_Task to carry out_
In the listing that follows, the range to quote begins at the line that has "use serde_json::Value;" and ends after the line that has "pub const PAGE_SIZE: usize = 50;"; quote it verbatim and add nothing.

_Exercise material_

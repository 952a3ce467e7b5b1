//! External video-hosting API client (YouTube Data API v3 shape)
//!
//! Consumes three endpoints: channel lookup (uploads collection
//! resolution), paginated playlist listing, and batched video
//! statistics. Quota-exceeded responses are distinguished from other
//! API errors because they must stop the whole run, not just the
//! current source.

use async_trait::async_trait;
use moka::future::Cache;
use reqwest::Client;
use serde_json::Value;
use std::collections::HashMap;
use std::time::Duration;

use crate::normalizer::extract_string;
use crate::{IngestionError, Result};

/// Maximum items per playlist page and per batched statistics call
pub const PAGE_SIZE: usize = 50;

/// Resolved channel metadata, including the uploads collection ID
#[derive(Debug, Clone)]
pub struct ChannelMetadata {
    pub channel_id: String,
    pub title: String,
    pub thumbnail_url: Option<String>,
    pub uploads_playlist_id: String,
    /// Served from the resolution cache, with no API call made.
    pub from_cache: bool,
}

/// One page of playlist items plus the continuation cursor
#[derive(Debug, Clone)]
pub struct PlaylistPage {
    pub items: Vec<Value>,
    pub next_page_token: Option<String>,
}

/// External video API boundary
#[async_trait]
pub trait VideoApi: Send + Sync {
    /// Resolve channel metadata and its uploads collection ID.
    async fn resolve_channel(&self, channel_id: &str, api_key: &str) -> Result<ChannelMetadata>;

    /// Fetch one page of up to [`PAGE_SIZE`] playlist items, using the
    /// opaque continuation token from the previous page when present.
    async fn fetch_playlist_page(
        &self,
        playlist_id: &str,
        page_token: Option<&str>,
        api_key: &str,
    ) -> Result<PlaylistPage>;

    /// One batched statistics call for a page's video IDs, returning a
    /// lookup keyed by video ID.
    async fn fetch_video_stats(
        &self,
        video_ids: &[String],
        api_key: &str,
    ) -> Result<HashMap<String, Value>>;
}

/// reqwest-backed implementation of [`VideoApi`]
pub struct YouTubeClient {
    client: Client,
    base_url: String,
    /// Channel -> uploads playlist is a stable mapping; caching it
    /// saves one metadata call per channel per run.
    channel_cache: Cache<String, ChannelMetadata>,
}

impl YouTubeClient {
    pub fn new(base_url: String) -> Self {
        let channel_cache = Cache::builder()
            .max_capacity(10_000)
            .time_to_live(Duration::from_secs(24 * 3600))
            .build();

        Self {
            client: Client::new(),
            base_url,
            channel_cache,
        }
    }

    /// Issue a GET and classify the response: quota-exceeded signals
    /// become [`IngestionError::QuotaExhausted`], any other non-2xx
    /// becomes a plain API error.
    async fn get_json(&self, url: &str) -> Result<Value> {
        let response = self.client.get(url).send().await?;
        let status = response.status();

        if !status.is_success() {
            let body = response.text().await.unwrap_or_default();
            if is_quota_exceeded(&body) {
                return Err(IngestionError::QuotaExhausted { reset_at: None });
            }
            return Err(IngestionError::Api(format!(
                "API returned {}: {}",
                status,
                truncate(&body, 300)
            )));
        }

        Ok(response.json::<Value>().await?)
    }
}

/// The API signals budget exhaustion inside the error body rather than
/// with a dedicated status code.
fn is_quota_exceeded(body: &str) -> bool {
    body.contains("quotaExceeded") || body.contains("dailyLimitExceeded")
}

fn truncate(s: &str, max: usize) -> &str {
    match s.char_indices().nth(max) {
        Some((idx, _)) => &s[..idx],
        None => s,
    }
}

#[async_trait]
impl VideoApi for YouTubeClient {
    async fn resolve_channel(&self, channel_id: &str, api_key: &str) -> Result<ChannelMetadata> {
        if let Some(cached) = self.channel_cache.get(channel_id).await {
            return Ok(ChannelMetadata {
                from_cache: true,
                ..cached
            });
        }

        let url = format!(
            "{}/channels?part=contentDetails,snippet&id={}&key={}",
            self.base_url,
            urlencoding::encode(channel_id),
            api_key
        );

        let data = self.get_json(&url).await?;

        let item = data
            .get("items")
            .and_then(|v| v.as_array())
            .and_then(|items| items.first())
            .ok_or_else(|| {
                IngestionError::ChannelResolution(format!("Channel {} not found", channel_id))
            })?;

        let snippet = item.get("snippet").cloned().unwrap_or(Value::Null);

        let uploads_playlist_id = item
            .get("contentDetails")
            .and_then(|cd| cd.get("relatedPlaylists"))
            .and_then(|rp| extract_string(rp, "uploads"))
            .ok_or_else(|| {
                IngestionError::ChannelResolution(format!(
                    "Channel {} has no uploads playlist",
                    channel_id
                ))
            })?;

        let metadata = ChannelMetadata {
            channel_id: channel_id.to_string(),
            title: extract_string(&snippet, "title").unwrap_or_default(),
            thumbnail_url: snippet
                .get("thumbnails")
                .and_then(|t| t.get("high").or_else(|| t.get("default")))
                .and_then(|v| extract_string(v, "url")),
            uploads_playlist_id,
            from_cache: false,
        };

        self.channel_cache
            .insert(channel_id.to_string(), metadata.clone())
            .await;

        Ok(metadata)
    }

    async fn fetch_playlist_page(
        &self,
        playlist_id: &str,
        page_token: Option<&str>,
        api_key: &str,
    ) -> Result<PlaylistPage> {
        let mut url = format!(
            "{}/playlistItems?part=snippet&playlistId={}&maxResults={}&key={}",
            self.base_url,
            urlencoding::encode(playlist_id),
            PAGE_SIZE,
            api_key
        );
        if let Some(token) = page_token {
            url.push_str(&format!("&pageToken={}", urlencoding::encode(token)));
        }

        let data = self.get_json(&url).await?;

        let items = data
            .get("items")
            .and_then(|v| v.as_array())
            .cloned()
            .unwrap_or_default();

        Ok(PlaylistPage {
            items,
            next_page_token: extract_string(&data, "nextPageToken"),
        })
    }

    async fn fetch_video_stats(
        &self,
        video_ids: &[String],
        api_key: &str,
    ) -> Result<HashMap<String, Value>> {
        if video_ids.is_empty() {
            return Ok(HashMap::new());
        }

        let url = format!(
            "{}/videos?part=statistics,snippet&id={}&key={}",
            self.base_url,
            video_ids.join(","),
            api_key
        );

        let data = self.get_json(&url).await?;

        let mut lookup = HashMap::new();
        if let Some(items) = data.get("items").and_then(|v| v.as_array()) {
            for item in items {
                if let Some(id) = extract_string(item, "id") {
                    lookup.insert(id, item.clone());
                }
            }
        }

        Ok(lookup)
    }
}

_Response for this exercise_
use serde_json::Value;
use std::collections::HashMap;
use std::time::Duration;

use crate::normalizer::extract_string;
use crate::{IngestionError, Result};

/// Maximum items per playlist page and per batched statistics call
pub const PAGE_SIZE: usize = 50;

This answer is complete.